Journeyman in-game leader Chris “dexter” Nong has had an immediate impact since joining Grayhound. Freeing up the dangerous erkaSt and bringing a more refined tactical style to the team has seen their results improve significantly, most notably taking down Kings twice to win the ROG Masters Australia qualifier.

I was joined by dexter in the leadup to his team’s match against Kings in the Zowie eXTREMESLAND Australia finals to discuss his Winterfox tenure, the evolution of prakM and their upcoming opponents.

You weren’t part of Winterfox during the lineup’s drama with the organisation. Can you talk about your time with the team in North America?

Oh man. That experience was definitely unique. It put me in this position now, which is, in my opinion, much better. It taught me how to deal with people better and how to treat people better, and how you can just get results off being a better leader with your team. Other things within the Winterfox team I probably shouldn’t, and won’t, discuss.

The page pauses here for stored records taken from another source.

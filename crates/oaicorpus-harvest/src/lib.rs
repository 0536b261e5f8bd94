//! Oaicorpus harvest: OAI-PMH harvesting, dialect readers, and the
//! metadata normalization pipeline.

pub mod classify;
pub mod client;
pub mod ddc;
pub mod dialects;
pub mod dumps;
pub mod error;
pub mod extract;
pub mod http;
pub mod improve;
pub mod language;
pub mod merge;
pub mod pipeline;
pub mod select;

pub use error::{HarvestError, Result};
pub use extract::{Extraction, Extractor};
pub use pipeline::Corpus;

When you returned to Australia, you joined Tainted Minds, and that was a team that went downhill quite significantly after your arrival, in terms of results and roster moves. What are your thoughts on the initial period in the team?

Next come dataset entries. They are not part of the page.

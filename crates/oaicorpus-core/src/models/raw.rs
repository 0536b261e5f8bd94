use std::collections::BTreeMap;

use serde::{Deserialize, Serialize};

/// Sentinel for an absent qualifier or language tag.
///
/// A field with no qualifier is *not* the same as a field whose qualifier
/// was never looked at: later grouping keys on `(qualifier, language)`, so
/// the absence is materialized as `"unknown"` instead of `Option::None`.
pub const UNKNOWN: &str = "unknown";

// ─── RawField ───────────────────────────────────────────────

/// One metadata value as it appeared in the source document, before any
/// selection or normalization.
#[derive(Debug, Clone, PartialEq, Eq, Serialize, Deserialize)]
pub struct RawField {
    pub element: String,
    pub qualifier: String,
    pub language: String,
    pub text: String,
}

impl RawField {
    pub fn new(
        element: impl Into<String>,
        qualifier: Option<String>,
        language: Option<String>,
        text: impl Into<String>,
    ) -> Self {
        Self {
            element: element.into(),
            qualifier: qualifier.unwrap_or_else(|| UNKNOWN.to_string()),
            language: language.unwrap_or_else(|| UNKNOWN.to_string()),
            text: text.into(),
        }
    }

    /// True when the language tag explicitly marks English.
    pub fn is_english_tagged(&self) -> bool {
        self.language == "en" || self.language == "eng"
    }

    /// True when the language tag is English or the `"unknown"` sentinel.
    pub fn is_english_or_untagged(&self) -> bool {
        self.is_english_tagged() || self.language == UNKNOWN
    }
}

/// All fields of one record, grouped by element name in document order.
pub type FieldMap = BTreeMap<String, Vec<RawField>>;

// ─── PublicationHeader ──────────────────────────────────────

/// OAI-PMH record header. Identifiers are opaque strings, unique only
/// within one repository.
#[derive(Debug, Clone, PartialEq, Eq, Serialize, Deserialize)]
pub struct PublicationHeader {
    pub identifier: String,
    pub is_deleted: bool,
}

The initial period was really good. Everyone was just amazing. Good attitudes, all that kind of stuff. What sucked the most was my internet line got burnt down, pretty much. I couldn’t practice for a month and a half and that really hurt our momentum, carrying that from the initial week into the later games. By the end, not qualifying for enough LAN events, or not qualifying for any LAN events, kind of hurt the team morale.

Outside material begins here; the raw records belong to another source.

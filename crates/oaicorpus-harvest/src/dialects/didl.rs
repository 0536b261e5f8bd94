//! DIDL reader: an MPEG-21 item wrapping a plain Dublin Core statement
//! plus the full-text resource link. The DC payload sits in the item's
//! descriptors; the component resources carry `ref` attributes.

use oaicorpus_core::{FieldMap, RawField};
use serde::Deserialize;

use super::MetadataContainer;
use super::oai_dc::DcContainer;

#[derive(Debug, Deserialize)]
pub(crate) struct DidlMetadata {
    #[serde(rename = "didl:DIDL", alias = "DIDL")]
    didl: Option<Didl>,
}

#[derive(Debug, Deserialize)]
struct Didl {
    #[serde(rename = "didl:Item", alias = "Item")]
    item: Option<DidlItem>,
}

#[derive(Debug, Deserialize)]
struct DidlItem {
    #[serde(rename = "didl:Descriptor", alias = "Descriptor", default)]
    descriptors: Vec<Descriptor>,
    #[serde(rename = "didl:Component", alias = "Component", default)]
    components: Vec<Component>,
    #[serde(rename = "didl:Item", alias = "Item", default)]
    items: Vec<DidlItem>,
}

#[derive(Debug, Deserialize)]
struct Descriptor {
    #[serde(rename = "didl:Statement", alias = "Statement")]
    statement: Option<Statement>,
}

#[derive(Debug, Deserialize)]
struct Statement {
    #[serde(rename = "oai_dc:dc", alias = "dc")]
    dc: Option<DcContainer>,
}

#[derive(Debug, Deserialize)]
struct Component {
    #[serde(rename = "didl:Resource", alias = "Resource", default)]
    resources: Vec<Resource>,
}

#[derive(Debug, Deserialize)]
struct Resource {
    #[serde(rename = "@ref")]
    reference: Option<String>,
    #[serde(rename = "@mimeType")]
    mime_type: Option<String>,
}

impl DidlItem {
    fn collect(self, fields: &mut FieldMap, found_dc: &mut bool) {
        for descriptor in self.descriptors {
            let Some(dc) = descriptor.statement.and_then(|s| s.dc) else {
                continue;
            };
            *found_dc = true;
            for (element, values) in dc.into_field_map() {
                fields.entry(element).or_default().extend(values);
            }
        }
        for component in self.components {
            for resource in component.resources {
                let Some(reference) = resource.reference else {
                    continue;
                };
                fields
                    .entry("resource".to_string())
                    .or_default()
                    .push(RawField::new(
                        "resource",
                        resource.mime_type,
                        None,
                        reference,
                    ));
            }
        }
        for item in self.items {
            item.collect(fields, found_dc);
        }
    }
}

impl MetadataContainer for DidlMetadata {
    fn into_fields(self) -> Option<FieldMap> {
        let item = self.didl?.item?;
        let mut fields = FieldMap::new();
        let mut found_dc = false;
        item.collect(&mut fields, &mut found_dc);
        // An item without any DC statement is as malformed as a missing
        // DIDL envelope.
        found_dc.then_some(fields)
    }
}
//! Dewey class number extraction from free-text subject labels.

/// Finds the first Dewey-shaped number in `text`.
///
/// A single left-to-right scan accumulates runs of digits and dots; a
/// run is accepted when its integer part is exactly three digits long
/// (so "684.08" and "530" match, "12.5" and "1234" do not). Returns the
/// first accepted run.
pub fn extract_ddc(text: &str) -> Option<String> {
    let mut run = String::new();
    for c in text.chars().chain(std::iter::once(' ')) {
        if c.is_ascii_digit() || c == '.' {
            run.push(c);
            continue;
        }
        if !run.is_empty() {
            if is_dewey_shaped(&run) {
                return Some(run);
            }
            run.clear();
        }
    }
    None
}

fn is_dewey_shaped(run: &str) -> bool {
    match run.split_once('.') {
        Some((integer, _)) => integer.len() == 3,
        None => run.len() == 3,
    }
}

#[cfg(test)]
mod tests {
    use super::extract_ddc;

    #[test]
    fn number_embedded_in_text_is_found() {
        assert_eq!(
            extract_ddc("woodworking 684.08 techniques"),
            Some("684.08".to_string())
        );
    }

    #[test]
    fn short_integer_part_is_rejected() {
        assert_eq!(extract_ddc("12.5"), None);
    }

    #[test]
    fn bare_three_digit_class_is_accepted() {
        assert_eq!(extract_ddc("530"), Some("530".to_string()));
    }

    #[test]
    fn text_without_numbers_yields_nothing() {
        assert_eq!(extract_ddc("no numbers here"), None);
    }

    #[test]
    fn first_valid_run_wins() {
        assert_eq!(
            extract_ddc("12 then 620.1 then 004"),
            Some("620.1".to_string())
        );
    }

    #[test]
    fn four_digit_runs_are_not_dewey() {
        assert_eq!(extract_ddc("ISBN 9783 and year 2021"), None);
    }

    #[test]
    fn only_the_integer_part_is_constrained() {
        // Anything after the first dot rides along with the run.
        assert_eq!(
            extract_ddc("version 620.1.3 of the schema"),
            Some("620.1.3".to_string())
        );
        assert_eq!(extract_ddc("530."), Some("530.".to_string()));
    }

    #[test]
    fn trailing_number_at_end_of_text_is_found() {
        assert_eq!(extract_ddc("physics 530"), Some("530".to_string()));
    }
}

As you have with many rosters in the past, namely Chiefs and SYF, you took over the in-game leading duties of Tainted. Was that a team decision?

It was definitely a team thing. Everyone was just trying to look for a fresh step. I didn’t even do it for that long. The way I want to call takes a lot more preparation – at least a week of bootcamp without scrims – to understand how we play. But with Tainted, we just jumped into me callin. I was using old things and just didn’t feel comfortable.

After a period of inactivity under Tainted, you’ve now joined Grayhound and have become quite the journeyman. Can you put that down to anything in particular?

From Chiefs to Winterfox, it was like why would you turn that down? It’s a chance to play in America. It doesn’t matter who or what you’re playing with, it’s just a crazy opportunity. So, yeah, I had to do that. The thing is, I didn’t leave Winterfox. I got kicked for – I don’t even know – having a good attitude, I guess. With Tainted, it was just the low morale and the end of seasons hurts more players than it hurts me. It influences people’s playstyles too much, especially in this scene.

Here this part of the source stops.